NaturalSpeech 3: Zero-Shot Speech Synthesis with Factorized Codec and Diffusion Models
Abstract
While recent large-scale text-to-speech (TTS) models have achieved significant progress, they still fall short in speech quality, similarity, and prosody. Considering speech intricately encompasses various attributes (e.g., content, prosody, timbre, and acoustic details) that pose significant challenges for generation, a natural idea is to factorize speech into individual subspaces representing different attributes and generate them individually. Motivated by it, we propose NaturalSpeech 3, a TTS system with novel factorized diffusion models to generate natural speech in a zero-shot way. Specifically, 1) we design a neural codec with factorized vector quantization (FVQ) to disentangle speech waveform into subspaces of content, prosody, timbre, and acoustic details; 2) we propose a factorized diffusion model to generate attributes in each subspace following its corresponding prompt.
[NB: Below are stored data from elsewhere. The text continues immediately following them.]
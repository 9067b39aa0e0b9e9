//! Error types for the lease directory.
//!
//! All fallible operations in this crate return [`Result<T>`], which uses
//! the [`Error`] enum for error variants. Lookups never fail; only
//! mutating operations and lifecycle control do.

use std::fmt;

/// Which uniqueness constraint a conflicting mutation violated.
#[derive(Debug, Clone, Copy, PartialEq, Eq)]
pub enum ConflictField {
    Address,
    HardwareAddr,
    Hostname,
}

impl fmt::Display for ConflictField {
    fn fmt(&self, formatter: &mut fmt::Formatter<'_>) -> fmt::Result {
        let name = match self {
            Self::Address => "address",
            Self::HardwareAddr => "hardware address",
            Self::Hostname => "hostname",
        };
        formatter.write_str(name)
    }
}

/// Errors that can occur during lease directory operation.
#[derive(Debug, thiserror::Error)]
pub enum Error {
    /// File system I/O error.
    #[error("IO error: {0}")]
    Io(#[from] std::io::Error),

    /// JSON serialization/deserialization error (config or lease files).
    #[error("JSON error: {0}")]
    Json(#[from] serde_json::Error),

    /// A lease is missing a required field or carries a malformed value.
    ///
    /// This includes an unspecified address, an empty hostname or hardware
    /// address, and a dynamic lease whose expiry is not in the future.
    #[error("Invalid lease: {0}")]
    InvalidLease(String),

    /// The value is already bound to a different live lease.
    #[error("Conflict: {field} {value} is already leased")]
    Conflict { field: ConflictField, value: String },

    /// The update or remove target does not exist.
    ///
    /// Also returned when an update targets a dynamic lease.
    #[error("Lease not found: {0}")]
    NotFound(String),

    /// The directory has been shut down.
    #[error("Lease directory is unavailable")]
    Unavailable,

    /// Shutdown was cancelled before in-flight operations drained.
    #[error("Shutdown cancelled")]
    Cancelled,

    /// Invalid service configuration.
    ///
    /// Returned by [`Config::validate`](crate::Config::validate) when the
    /// configuration contains invalid values (e.g., range_start > range_end).
    #[error("Invalid configuration: {0}")]
    InvalidConfig(String),

    /// Textual hardware address could not be parsed.
    #[error("Invalid hardware address: {0}")]
    InvalidHardwareAddr(String),

    /// Persistent client has no name, no identifiers, or an empty one.
    #[error("Invalid client: {0}")]
    InvalidClient(String),

    /// A persistent client with this name or identifier is already registered.
    #[error("Client {0} already exists")]
    ClientExists(String),
}

impl Error {
    pub(crate) fn conflict(field: ConflictField, value: impl fmt::Display) -> Self {
        Self::Conflict {
            field,
            value: value.to_string(),
        }
    }
}

/// A specialized Result type for lease directory operations.
pub type Result<T> = std::result::Result<T, Error>;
With this factorization design, NaturalSpeech 3 can effectively and efficiently model the intricate speech with disentangled subspaces in a divide-and-conquer way. Experiments show that NaturalSpeech 3 outperforms the state-of-the-art TTS systems on quality, similarity, prosody, and intelligibility. Furthermore, we achieve better performance by scaling to 1B parameters and 200K hours of training data.
Community
This is an automated message from the Librarian Bot. I found the following papers similar to this paper.
The following papers were recommended by the Semantic Scholar API
- MobileSpeech: A Fast and High-Fidelity Framework for Mobile Zero-Shot Text-to-Speech (2024)
- Language-Codec: Reducing the Gaps Between Discrete Codec Representation and Speech Language Models (2024)
- ELLA-V: Stable Neural Codec Language Modeling with Alignment-guided Sequence Reordering (2024)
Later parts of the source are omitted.